==== Supplied material

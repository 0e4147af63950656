use std::time::Duration;

use async_trait::async_trait;
use reqwest::Client;
use serde_json::Value;
use tracing::debug;

use crate::constants::{REQUEST_TIMEOUT_SECS, VALID_STATUS_CODES};
use crate::error::GatewayError;

#[derive(Debug, Clone, Copy, PartialEq, Eq)]
pub enum HttpMethod {
    Get,
    Post,
}

impl HttpMethod {
    pub fn as_str(&self) -> &'static str {
        match self {
            HttpMethod::Get => "GET",
            HttpMethod::Post => "POST",
        }
    }
}

#[derive(Debug, Clone, PartialEq)]
pub struct HttpRequest {
    pub method: HttpMethod,
    pub url: String,
    pub query: Vec<(String, String)>,
    pub headers: Vec<(String, String)>,
    pub body: Option<Value>,
}

impl HttpRequest {
    pub fn new(method: HttpMethod, url: impl Into<String>) -> Self {
        Self {
            method,
            url: url.into(),
            query: Vec::new(),
            headers: Vec::new(),
            body: None,
        }
    }

    pub fn query_param(&self, key: &str) -> Option<&str> {
        self.query
            .iter()
            .rev()
            .find(|(k, _)| k == key)
            .map(|(_, v)| v.as_str())
    }
}

#[derive(Debug, Clone, PartialEq)]
pub struct HttpResponse {
    pub status: u16,
    pub body: String,
}

/// Raw HTTP exchange. Gateways only see status and body.
#[async_trait]
pub trait HttpTransport: Send + Sync {
    async fn execute(&self, request: HttpRequest) -> Result<HttpResponse, GatewayError>;

    /// Fetches a public asset such as a creative image.
    async fn download(&self, url: &str) -> Result<Vec<u8>, GatewayError> {
        let response = self.execute(HttpRequest::new(HttpMethod::Get, url)).await?;
        if !VALID_STATUS_CODES.contains(&response.status) {
            return Err(GatewayError::BadResponseCode {
                status: response.status,
                body: response.body,
            });
        }
        Ok(response.body.into_bytes())
    }
}

pub struct ReqwestTransport {
    client: Client,
}

impl ReqwestTransport {
    pub fn new() -> Result<Self, GatewayError> {
        Self::with_timeout(Duration::from_secs(REQUEST_TIMEOUT_SECS))
    }

    pub fn with_timeout(timeout: Duration) -> Result<Self, GatewayError> {
        let client = Client::builder()
            .timeout(timeout)
            .build()
            .map_err(|e| GatewayError::RequestFailed(e.to_string()))?;
        Ok(Self { client })
    }
}

#[async_trait]
impl HttpTransport for ReqwestTransport {
    async fn execute(&self, request: HttpRequest) -> Result<HttpResponse, GatewayError> {
        debug!(method = request.method.as_str(), url = %request.url, "Sending request");

        let mut builder = match request.method {
            HttpMethod::Get => self.client.get(&request.url),
            HttpMethod::Post => self.client.post(&request.url),
        };
        builder = builder.query(&request.query);
        for (name, value) in &request.headers {
            builder = builder.header(name.as_str(), value.as_str());
        }
        if let Some(body) = &request.body {
            builder = builder.json(body);
        }

        let response = builder.send().await.map_err(map_reqwest_error)?;
        let status = response.status().as_u16();
        let body = response.text().await.map_err(map_reqwest_error)?;

        Ok(HttpResponse { status, body })
    }

    async fn download(&self, url: &str) -> Result<Vec<u8>, GatewayError> {
        debug!(url, "Downloading asset");

        let response = self.client.get(url).send().await.map_err(map_reqwest_error)?;
        let status = response.status().as_u16();
        if !VALID_STATUS_CODES.contains(&status) {
            let body = response.text().await.unwrap_or_default();
            return Err(GatewayError::BadResponseCode { status, body });
        }

        let bytes = response.bytes().await.map_err(map_reqwest_error)?;
        Ok(bytes.to_vec())
    }
}

fn map_reqwest_error(e: reqwest::Error) -> GatewayError {
    if e.is_timeout() {
        GatewayError::Timeout(e.to_string())
    } else {
        GatewayError::RequestFailed(e.to_string())
    }
}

========

◆ Task prompt:
Go through the records line by line and count those that contain the string "HttpRequest". Answer with the count alone.

◆ Task solution:
5